Creo que algunos de los efectos más profundos del yoga en la salud tienen que ver con su capacidad para alterar el comportamiento disfuncional de larga data. Las personas a menudo tienen hábitos de pensamiento y acciones poco saludables que socavan su salud, hábitos que pueden reconocer pero que no han podido cambiar. Además de los beneficios directos para la salud de las asanas, el pranayama, la meditación y otras prácticas de yoga, no es raro que los practicantes habituales comiencen a comer mejor, reduzcan la cafeína o el alcohol, renuncien a trabajos con exigencias irrazonables o pasen más tiempo en naturaleza. Una vez que las personas se vuelven más sensibles a los efectos de diferentes acciones en sus cuerpos y mentes (ya sea practicando la respiración por las fosas nasales alternadas o comiendo comidas abundantes y grasosas), cada vez más quieren hacer lo que los hace sentir mejor.

La comprensión moderna del cerebro es que, en lugar de ser una estructura estática (que es lo que me enseñaron en la escuela de medicina), este órgano se está remodelando constantemente, un fenómeno que los científicos llaman neuroplasticidad. Los pensamientos y acciones repetidos pueden reconfigurar tu cerebro, y cuanto más haces algo, más fuertes se vuelven esas nuevas redes neuronales. Hace casi 2000 años, Patanjali estaba en esto cuando sugirió que la clave del éxito en el yoga es la práctica dedicada e ininterrumpida durante un largo período de tiempo. Las redes neuronales resultantes, o samskaras, como las llaman los yoguis, se vuelven cada vez más fuertes a medida que se mantiene en la práctica.
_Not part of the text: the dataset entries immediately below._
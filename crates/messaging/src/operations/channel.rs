//! Channel lifecycle, listing and search operations.

use serde::{Deserialize, Serialize};

use super::{validate_page, NoContent, Operation};
use crate::entities::{
    Channel, ChannelSummary, ElasticChannelConfiguration, ExpirationSettings, SearchField,
    SubChannelSummary, Tag,
};
use crate::types::{ChannelMode, ChannelPrivacy, MessagingResult};
use crate::utils::display::impl_display;
use crate::utils::idempotency;
use crate::utils::validation::{Validate, Validator};

/// Create a channel in an `AppInstance`.
#[serde_with::skip_serializing_none]
#[derive(Debug, Clone, Default, PartialEq, Eq, Hash, Serialize, Deserialize)]
#[serde(rename_all = "PascalCase")]
pub struct CreateChannelRequest {
    pub app_instance_arn: String,
    pub name: String,
    #[serde(default)]
    pub mode: Option<ChannelMode>,
    #[serde(default)]
    pub privacy: Option<ChannelPrivacy>,
    #[serde(default)]
    pub metadata: Option<String>,
    /// Idempotency token, see [`CreateChannelRequest::ensure_client_request_token`]
    #[serde(default)]
    pub client_request_token: Option<String>,
    #[serde(default)]
    pub tags: Option<Vec<Tag>>,
    pub chime_bearer: String,
    /// Caller-chosen channel identifier
    #[serde(default)]
    pub channel_id: Option<String>,
    /// Members added on creation, 1 to 100
    #[serde(default)]
    pub member_arns: Option<Vec<String>>,
    /// Moderators added on creation, 1 to 10
    #[serde(default)]
    pub moderator_arns: Option<Vec<String>>,
    #[serde(default)]
    pub elastic_channel_configuration: Option<ElasticChannelConfiguration>,
    #[serde(default)]
    pub expiration_settings: Option<ExpirationSettings>,
}

impl CreateChannelRequest {
    pub fn new(
        app_instance_arn: impl Into<String>,
        name: impl Into<String>,
        chime_bearer: impl Into<String>,
    ) -> Self {
        Self {
            app_instance_arn: app_instance_arn.into(),
            name: name.into(),
            chime_bearer: chime_bearer.into(),
            ..Default::default()
        }
    }

    /// Generate a client request token unless the caller supplied one
    pub fn ensure_client_request_token(&mut self) -> &str {
        idempotency::ensure_token(&mut self.client_request_token)
    }
}

impl Validate for CreateChannelRequest {
    fn validate(&self) -> MessagingResult<()> {
        Validator::arn("AppInstanceArn", &self.app_instance_arn)?;
        Validator::resource_name("Name", &self.name)?;
        if let Some(metadata) = &self.metadata {
            Validator::metadata("Metadata", metadata)?;
        }
        if let Some(token) = &self.client_request_token {
            Validator::client_request_token("ClientRequestToken", token)?;
        }
        if let Some(tags) = &self.tags {
            Validator::list_length("Tags", tags.len(), 1, 50)?;
            Validator::each("Tags", tags)?;
        }
        Validator::arn("ChimeBearer", &self.chime_bearer)?;
        if let Some(channel_id) = &self.channel_id {
            Validator::channel_id("ChannelId", channel_id)?;
        }
        if let Some(member_arns) = &self.member_arns {
            Validator::list_length("MemberArns", member_arns.len(), 1, 100)?;
            Validator::arns("MemberArns", member_arns)?;
        }
        if let Some(moderator_arns) = &self.moderator_arns {
            Validator::list_length("ModeratorArns", moderator_arns.len(), 1, 10)?;
            Validator::arns("ModeratorArns", moderator_arns)?;
        }
        if let Some(elastic) = &self.elastic_channel_configuration {
            Validator::nested("ElasticChannelConfiguration", elastic)?;
        }
        if let Some(expiration) = &self.expiration_settings {
            Validator::nested("ExpirationSettings", expiration)?;
        }
        Ok(())
    }
}

impl Operation for CreateChannelRequest {
    const NAME: &'static str = "CreateChannel";
    type Output = CreateChannelResponse;

    fn chime_bearer(&self) -> Option<&str> {
        Some(&self.chime_bearer)
    }
}

#[serde_with::skip_serializing_none]
#[derive(Debug, Clone, Default, PartialEq, Eq, Hash, Serialize, Deserialize)]
#[serde(rename_all = "PascalCase", default)]
pub struct CreateChannelResponse {
    pub channel_arn: Option<String>,
}

/// Delete a channel and its memberships, moderators and messages.
#[derive(Debug, Clone, Default, PartialEq, Eq, Hash, Serialize, Deserialize)]
#[serde(rename_all = "PascalCase")]
pub struct DeleteChannelRequest {
    pub channel_arn: String,
    pub chime_bearer: String,
}

impl Validate for DeleteChannelRequest {
    fn validate(&self) -> MessagingResult<()> {
        Validator::arn("ChannelArn", &self.channel_arn)?;
        Validator::arn("ChimeBearer", &self.chime_bearer)
    }
}

impl Operation for DeleteChannelRequest {
    const NAME: &'static str = "DeleteChannel";
    type Output = NoContent;

    fn chime_bearer(&self) -> Option<&str> {
        Some(&self.chime_bearer)
    }
}

#[derive(Debug, Clone, Default, PartialEq, Eq, Hash, Serialize, Deserialize)]
#[serde(rename_all = "PascalCase")]
pub struct DescribeChannelRequest {
    pub channel_arn: String,
    pub chime_bearer: String,
}

impl Validate for DescribeChannelRequest {
    fn validate(&self) -> MessagingResult<()> {
        Validator::arn("ChannelArn", &self.channel_arn)?;
        Validator::arn("ChimeBearer", &self.chime_bearer)
    }
}

impl Operation for DescribeChannelRequest {
    const NAME: &'static str = "DescribeChannel";
    type Output = DescribeChannelResponse;

    fn chime_bearer(&self) -> Option<&str> {
        Some(&self.chime_bearer)
    }
}

#[serde_with::skip_serializing_none]
#[derive(Debug, Clone, Default, PartialEq, Eq, Hash, Serialize, Deserialize)]
#[serde(rename_all = "PascalCase", default)]
pub struct DescribeChannelResponse {
    pub channel: Option<Channel>,
}

/// Update the name, mode or metadata of a channel.
#[serde_with::skip_serializing_none]
#[derive(Debug, Clone, Default, PartialEq, Eq, Hash, Serialize, Deserialize)]
#[serde(rename_all = "PascalCase")]
pub struct UpdateChannelRequest {
    pub channel_arn: String,
    #[serde(default)]
    pub name: Option<String>,
    #[serde(default)]
    pub mode: Option<ChannelMode>,
    #[serde(default)]
    pub metadata: Option<String>,
    pub chime_bearer: String,
}

impl Validate for UpdateChannelRequest {
    fn validate(&self) -> MessagingResult<()> {
        Validator::arn("ChannelArn", &self.channel_arn)?;
        if let Some(name) = &self.name {
            Validator::resource_name("Name", name)?;
        }
        if let Some(metadata) = &self.metadata {
            Validator::metadata("Metadata", metadata)?;
        }
        Validator::arn("ChimeBearer", &self.chime_bearer)
    }
}

impl Operation for UpdateChannelRequest {
    const NAME: &'static str = "UpdateChannel";
    type Output = UpdateChannelResponse;

    fn chime_bearer(&self) -> Option<&str> {
        Some(&self.chime_bearer)
    }
}

#[serde_with::skip_serializing_none]
#[derive(Debug, Clone, Default, PartialEq, Eq, Hash, Serialize, Deserialize)]
#[serde(rename_all = "PascalCase", default)]
pub struct UpdateChannelResponse {
    pub channel_arn: Option<String>,
}

/// List the channels of an `AppInstance`.
#[serde_with::skip_serializing_none]
#[derive(Debug, Clone, Default, PartialEq, Eq, Hash, Serialize, Deserialize)]
#[serde(rename_all = "PascalCase")]
pub struct ListChannelsRequest {
    pub app_instance_arn: String,
    /// Private channels are only listed for `AppInstanceAdmin` callers
    #[serde(default)]
    pub privacy: Option<ChannelPrivacy>,
    #[serde(default)]
    pub max_results: Option<i32>,
    #[serde(default)]
    pub next_token: Option<String>,
    pub chime_bearer: String,
}

impl Validate for ListChannelsRequest {
    fn validate(&self) -> MessagingResult<()> {
        Validator::arn("AppInstanceArn", &self.app_instance_arn)?;
        validate_page(self.max_results, self.next_token.as_deref())?;
        Validator::arn("ChimeBearer", &self.chime_bearer)
    }
}

impl Operation for ListChannelsRequest {
    const NAME: &'static str = "ListChannels";
    type Output = ListChannelsResponse;

    fn chime_bearer(&self) -> Option<&str> {
        Some(&self.chime_bearer)
    }
}

#[serde_with::skip_serializing_none]
#[derive(Debug, Clone, Default, PartialEq, Eq, Hash, Serialize, Deserialize)]
#[serde(rename_all = "PascalCase", default)]
pub struct ListChannelsResponse {
    pub channels: Option<Vec<ChannelSummary>>,
    pub next_token: Option<String>,
}

/// Search channels with predicates over their fields.
#[serde_with::skip_serializing_none]
#[derive(Debug, Clone, Default, PartialEq, Eq, Hash, Serialize, Deserialize)]
#[serde(rename_all = "PascalCase")]
pub struct SearchChannelsRequest {
    /// Optional, `AppInstanceAdmin` callers may search without one
    #[serde(default)]
    pub chime_bearer: Option<String>,
    pub fields: Vec<SearchField>,
    #[serde(default)]
    pub max_results: Option<i32>,
    #[serde(default)]
    pub next_token: Option<String>,
}

impl SearchChannelsRequest {
    pub fn new(fields: Vec<SearchField>) -> Self {
        Self {
            fields,
            ..Default::default()
        }
    }
}

impl Validate for SearchChannelsRequest {
    fn validate(&self) -> MessagingResult<()> {
        if let Some(bearer) = &self.chime_bearer {
            Validator::arn("ChimeBearer", bearer)?;
        }
        Validator::list_length("Fields", self.fields.len(), 1, 20)?;
        Validator::each("Fields", &self.fields)?;
        validate_page(self.max_results, self.next_token.as_deref())
    }
}

impl Operation for SearchChannelsRequest {
    const NAME: &'static str = "SearchChannels";
    type Output = SearchChannelsResponse;

    fn chime_bearer(&self) -> Option<&str> {
        self.chime_bearer.as_deref()
    }
}

#[serde_with::skip_serializing_none]
#[derive(Debug, Clone, Default, PartialEq, Eq, Hash, Serialize, Deserialize)]
#[serde(rename_all = "PascalCase", default)]
pub struct SearchChannelsResponse {
    pub channels: Option<Vec<ChannelSummary>>,
    pub next_token: Option<String>,
}

/// List the sub-channels of an elastic channel.
#[serde_with::skip_serializing_none]
#[derive(Debug, Clone, Default, PartialEq, Eq, Hash, Serialize, Deserialize)]
#[serde(rename_all = "PascalCase")]
pub struct ListSubChannelsRequest {
    pub channel_arn: String,
    pub chime_bearer: String,
    #[serde(default)]
    pub max_results: Option<i32>,
    #[serde(default)]
    pub next_token: Option<String>,
}

impl Validate for ListSubChannelsRequest {
    fn validate(&self) -> MessagingResult<()> {
        Validator::arn("ChannelArn", &self.channel_arn)?;
        Validator::arn("ChimeBearer", &self.chime_bearer)?;
        validate_page(self.max_results, self.next_token.as_deref())
    }
}

impl Operation for ListSubChannelsRequest {
    const NAME: &'static str = "ListSubChannels";
    type Output = ListSubChannelsResponse;

    fn chime_bearer(&self) -> Option<&str> {
        Some(&self.chime_bearer)
    }
}

#[serde_with::skip_serializing_none]
#[derive(Debug, Clone, Default, PartialEq, Eq, Hash, Serialize, Deserialize)]
#[serde(rename_all = "PascalCase", default)]
pub struct ListSubChannelsResponse {
    pub channel_arn: Option<String>,
    pub sub_channels: Option<Vec<SubChannelSummary>>,
    pub next_token: Option<String>,
}

/// Set or clear the expiration of a channel.
#[serde_with::skip_serializing_none]
#[derive(Debug, Clone, Default, PartialEq, Eq, Hash, Serialize, Deserialize)]
#[serde(rename_all = "PascalCase")]
pub struct PutChannelExpirationSettingsRequest {
    pub channel_arn: String,
    #[serde(default)]
    pub chime_bearer: Option<String>,
    /// Absent settings remove the expiration
    #[serde(default)]
    pub expiration_settings: Option<ExpirationSettings>,
}

impl Validate for PutChannelExpirationSettingsRequest {
    fn validate(&self) -> MessagingResult<()> {
        Validator::arn("ChannelArn", &self.channel_arn)?;
        if let Some(bearer) = &self.chime_bearer {
            Validator::arn("ChimeBearer", bearer)?;
        }
        if let Some(settings) = &self.expiration_settings {
            Validator::nested("ExpirationSettings", settings)?;
        }
        Ok(())
    }
}

impl Operation for PutChannelExpirationSettingsRequest {
    const NAME: &'static str = "PutChannelExpirationSettings";
    type Output = PutChannelExpirationSettingsResponse;

    fn chime_bearer(&self) -> Option<&str> {
        self.chime_bearer.as_deref()
    }
}

#[serde_with::skip_serializing_none]
#[derive(Debug, Clone, Default, PartialEq, Eq, Hash, Serialize, Deserialize)]
#[serde(rename_all = "PascalCase", default)]
pub struct PutChannelExpirationSettingsResponse {
    pub channel_arn: Option<String>,
    pub expiration_settings: Option<ExpirationSettings>,
}

/// Mark the channel as read up to now for the bearer.
#[derive(Debug, Clone, Default, PartialEq, Eq, Hash, Serialize, Deserialize)]
#[serde(rename_all = "PascalCase")]
pub struct UpdateChannelReadMarkerRequest {
    pub channel_arn: String,
    pub chime_bearer: String,
}

impl Validate for UpdateChannelReadMarkerRequest {
    fn validate(&self) -> MessagingResult<()> {
        Validator::arn("ChannelArn", &self.channel_arn)?;
        Validator::arn("ChimeBearer", &self.chime_bearer)
    }
}

impl Operation for UpdateChannelReadMarkerRequest {
    const NAME: &'static str = "UpdateChannelReadMarker";
    type Output = UpdateChannelReadMarkerResponse;

    fn chime_bearer(&self) -> Option<&str> {
        Some(&self.chime_bearer)
    }
}

#[serde_with::skip_serializing_none]
#[derive(Debug, Clone, Default, PartialEq, Eq, Hash, Serialize, Deserialize)]
#[serde(rename_all = "PascalCase", default)]
pub struct UpdateChannelReadMarkerResponse {
    pub channel_arn: Option<String>,
}

impl_display!(
    CreateChannelRequest,
    CreateChannelResponse,
    DeleteChannelRequest,
    DescribeChannelRequest,
    DescribeChannelResponse,
    UpdateChannelRequest,
    UpdateChannelResponse,
    ListChannelsRequest,
    ListChannelsResponse,
    SearchChannelsRequest,
    SearchChannelsResponse,
    ListSubChannelsRequest,
    ListSubChannelsResponse,
    PutChannelExpirationSettingsRequest,
    PutChannelExpirationSettingsResponse,
    UpdateChannelReadMarkerRequest,
    UpdateChannelReadMarkerResponse,
);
De forma lenta pero segura, estos ritmos saludables de pensamiento y acción ayudan a guiar a las personas a salir de los surcos en los que han estado atrapados.

El Dr. Timothy McCall es un internista certificado por la junta, editor médico de Yoga Journal y autor del próximo libro Yoga as Medicine (Bantam Dell, verano de 2007). Se le puede encontrar en la Web en www.DrMcCall.com.